Description of the task: Return each entry precisely as it appears below.

Entries taken from a collection:
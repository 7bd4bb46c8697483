//! The rule contract.

use vhdlstyle_parser::vhdl::SourceFile;

use crate::violation::Violation;

/// A style rule: two operations plus static identity metadata.
///
/// Lifecycle: instantiated once per linting session. `analyze` populates the
/// violation list against a file snapshot; `fix` consumes the list (most
/// recent first wherever a fix may change the line count) and leaves it
/// empty. Violations are cleared only by their owning rule, never by another
/// rule's fix.
pub trait Rule {
    /// Rule family, e.g. `concurrent`.
    fn family(&self) -> &'static str;

    /// Numeric identifier within the family, e.g. `005`.
    fn identifier(&self) -> &'static str;

    /// Execution phase; lower phases run first, across all rules.
    fn phase(&self) -> u32;

    /// Human-readable description of the fix.
    fn solution(&self) -> &str;

    /// Scan the file and collect violations.
    fn analyze(&mut self, file: &SourceFile);

    /// Consume the collected violations, mutating the file.
    fn fix(&mut self, file: &mut SourceFile);

    fn violations(&self) -> &[Violation];

    fn clear_violations(&mut self);

    /// Stable identifier used by configuration and reporting.
    fn rule_id(&self) -> String {
        format!("{}_{}", self.family(), self.identifier())
    }
}
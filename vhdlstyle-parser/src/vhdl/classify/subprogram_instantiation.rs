//! ```text
//! subprogram_instantiation_declaration ::=
//!     subprogram_kind identifier is new uninstantiated_subprogram_name [ signature ]
//!         [ generic_map_aspect ] ;
//! ```

use super::error::ClassifyError;
use super::generic_map_aspect;
use super::signature;
use super::subprogram_kind;
use super::utils;
use crate::vhdl::token::{Production, Token};

/// Gated on `is` within three significant tokens of the subprogram kind;
/// everything else starting with `procedure`/`function` is a declaration or
/// body and belongs to other productions.
pub fn detect(cursor: usize, tokens: &mut [Token]) -> Result<usize, ClassifyError> {
    if subprogram_kind::starts(cursor, tokens) && utils::find_in_next_n_tokens("is", 3, cursor, tokens)
    {
        return classify(cursor, tokens);
    }
    Ok(cursor)
}

pub fn classify(cursor: usize, tokens: &mut [Token]) -> Result<usize, ClassifyError> {
    let mut current = subprogram_kind::classify(cursor, tokens)?;
    current = utils::assign_next_token(
        Production::SubprogramInstantiationIdentifier,
        current,
        tokens,
    );
    current = utils::assign_next_token_required(
        "is",
        Production::SubprogramInstantiationIs,
        current,
        tokens,
    )?;
    current = utils::assign_next_token_required(
        "new",
        Production::SubprogramInstantiationNew,
        current,
        tokens,
    )?;
    current = utils::assign_next_token(Production::SubprogramInstantiationName, current, tokens);
    current = signature::detect(current, tokens)?;
    current = generic_map_aspect::detect(current, tokens)?;
    utils::assign_next_token_required(
        ";",
        Production::SubprogramInstantiationSemicolon,
        current,
        tokens,
    )
}
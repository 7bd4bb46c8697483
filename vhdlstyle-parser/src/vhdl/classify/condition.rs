//! ```text
//! condition ::=
//!     expression
//! ```
//!
//! Conditions are not parsed structurally; the whole expression is consumed
//! up to a caller-supplied stop set.

use super::utils;
use crate::vhdl::token::{Production, Token};

pub fn classify_until(stops: &[&str], cursor: usize, tokens: &mut [Token]) -> usize {
    utils::classify_until(stops, Production::ConditionElement, cursor, tokens)
}
//! ```text
//! subprogram_kind ::=
//!     procedure | function
//! ```

use super::error::ClassifyError;
use super::utils;
use crate::vhdl::token::{Production, Token};

/// Non-consuming check used to gate the subprogram instantiation production.
pub fn starts(cursor: usize, tokens: &[Token]) -> bool {
    utils::is_next_token("procedure", cursor, tokens)
        || utils::is_next_token("function", cursor, tokens)
}

pub fn classify(cursor: usize, tokens: &mut [Token]) -> Result<usize, ClassifyError> {
    if utils::is_next_token("procedure", cursor, tokens) {
        return utils::assign_next_token_required(
            "procedure",
            Production::SubprogramKindProcedure,
            cursor,
            tokens,
        );
    }
    utils::assign_next_token_required(
        "function",
        Production::SubprogramKindFunction,
        cursor,
        tokens,
    )
}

Task output:
repository 7bd4bb46c8697483
//! The rule contract.

use vhdlstyle_parser::vhdl::SourceFile;

use crate::violation::Violation;

/// A style rule: two operations plus static identity metadata.
///
/// Lifecycle: instantiated once per linting session. `analyze` populates the
/// violation list against a file snapshot; `fix` consumes the list (most
/// recent first wherever a fix may change the line count) and leaves it
/// empty. Violations are cleared only by their owning rule, never by another
/// rule's fix.
pub trait Rule {
    /// Rule family, e.g. `concurrent`.
    fn family(&self) -> &'static str;

    /// Numeric identifier within the family, e.g. `005`.
    fn identifier(&self) -> &'static str;

    /// Execution phase; lower phases run first, across all rules.
    fn phase(&self) -> u32;

    /// Human-readable description of the fix.
    fn solution(&self) -> &str;

    /// Scan the file and collect violations.
    fn analyze(&mut self, file: &SourceFile);

    /// Consume the collected violations, mutating the file.
    fn fix(&mut self, file: &mut SourceFile);

    fn violations(&self) -> &[Violation];

    fn clear_violations(&mut self);

    /// Stable identifier used by configuration and reporting.
    fn rule_id(&self) -> String {
        format!("{}_{}", self.family(), self.identifier())
    }
}
filename vhdlstyle-parser/src/vhdl/classify/subprogram_instantiation.rs
//! ```text
//! subprogram_instantiation_declaration ::=
//!     subprogram_kind identifier is new uninstantiated_subprogram_name [ signature ]
//!         [ generic_map_aspect ] ;
//! ```

use super::error::ClassifyError;
use super::generic_map_aspect;
use super::signature;
use super::subprogram_kind;
use super::utils;
use crate::vhdl::token::{Production, Token};

/// Gated on `is` within three significant tokens of the subprogram kind;
/// everything else starting with `procedure`/`function` is a declaration or
/// body and belongs to other productions.
pub fn detect(cursor: usize, tokens: &mut [Token]) -> Result<usize, ClassifyError> {
    if subprogram_kind::starts(cursor, tokens) && utils::find_in_next_n_tokens("is", 3, cursor, tokens)
    {
        return classify(cursor, tokens);
    }
    Ok(cursor)
}

pub fn classify(cursor: usize, tokens: &mut [Token]) -> Result<usize, ClassifyError> {
    let mut current = subprogram_kind::classify(cursor, tokens)?;
    current = utils::assign_next_token(
        Production::SubprogramInstantiationIdentifier,
        current,
        tokens,
    );
    current = utils::assign_next_token_required(
        "is",
        Production::SubprogramInstantiationIs,
        current,
        tokens,
    )?;
    current = utils::assign_next_token_required(
        "new",
        Production::SubprogramInstantiationNew,
        current,
        tokens,
    )?;
    current = utils::assign_next_token(Production::SubprogramInstantiationName, current, tokens);
    current = signature::detect(current, tokens)?;
    current = generic_map_aspect::detect(current, tokens)?;
    utils::assign_next_token_required(
        ";",
        Production::SubprogramInstantiationSemicolon,
        current,
        tokens,
    )
}
repository 7bd4bb46c8697483
filename vhdlstyle-parser/src/vhdl/classify/condition.rs
//! ```text
//! condition ::=
//!     expression
//! ```
//!
//! Conditions are not parsed structurally; the whole expression is consumed
//! up to a caller-supplied stop set.

use super::utils;
use crate::vhdl::token::{Production, Token};

pub fn classify_until(stops: &[&str], cursor: usize, tokens: &mut [Token]) -> usize {
    utils::classify_until(stops, Production::ConditionElement, cursor, tokens)
}
//! ```text
//! subprogram_kind ::=
//!     procedure | function
//! ```

use super::error::ClassifyError;
use super::utils;
use crate::vhdl::token::{Production, Token};

/// Non-consuming check used to gate the subprogram instantiation production.
pub fn starts(cursor: usize, tokens: &[Token]) -> bool {
    utils::is_next_token("procedure", cursor, tokens)
        || utils::is_next_token("function", cursor, tokens)
}

pub fn classify(cursor: usize, tokens: &mut [Token]) -> Result<usize, ClassifyError> {
    if utils::is_next_token("procedure", cursor, tokens) {
        return utils::assign_next_token_required(
            "procedure",
            Production::SubprogramKindProcedure,
            cursor,
            tokens,
        );
    }
    utils::assign_next_token_required(
        "function",
        Production::SubprogramKindFunction,
        cursor,
        tokens,
    )
}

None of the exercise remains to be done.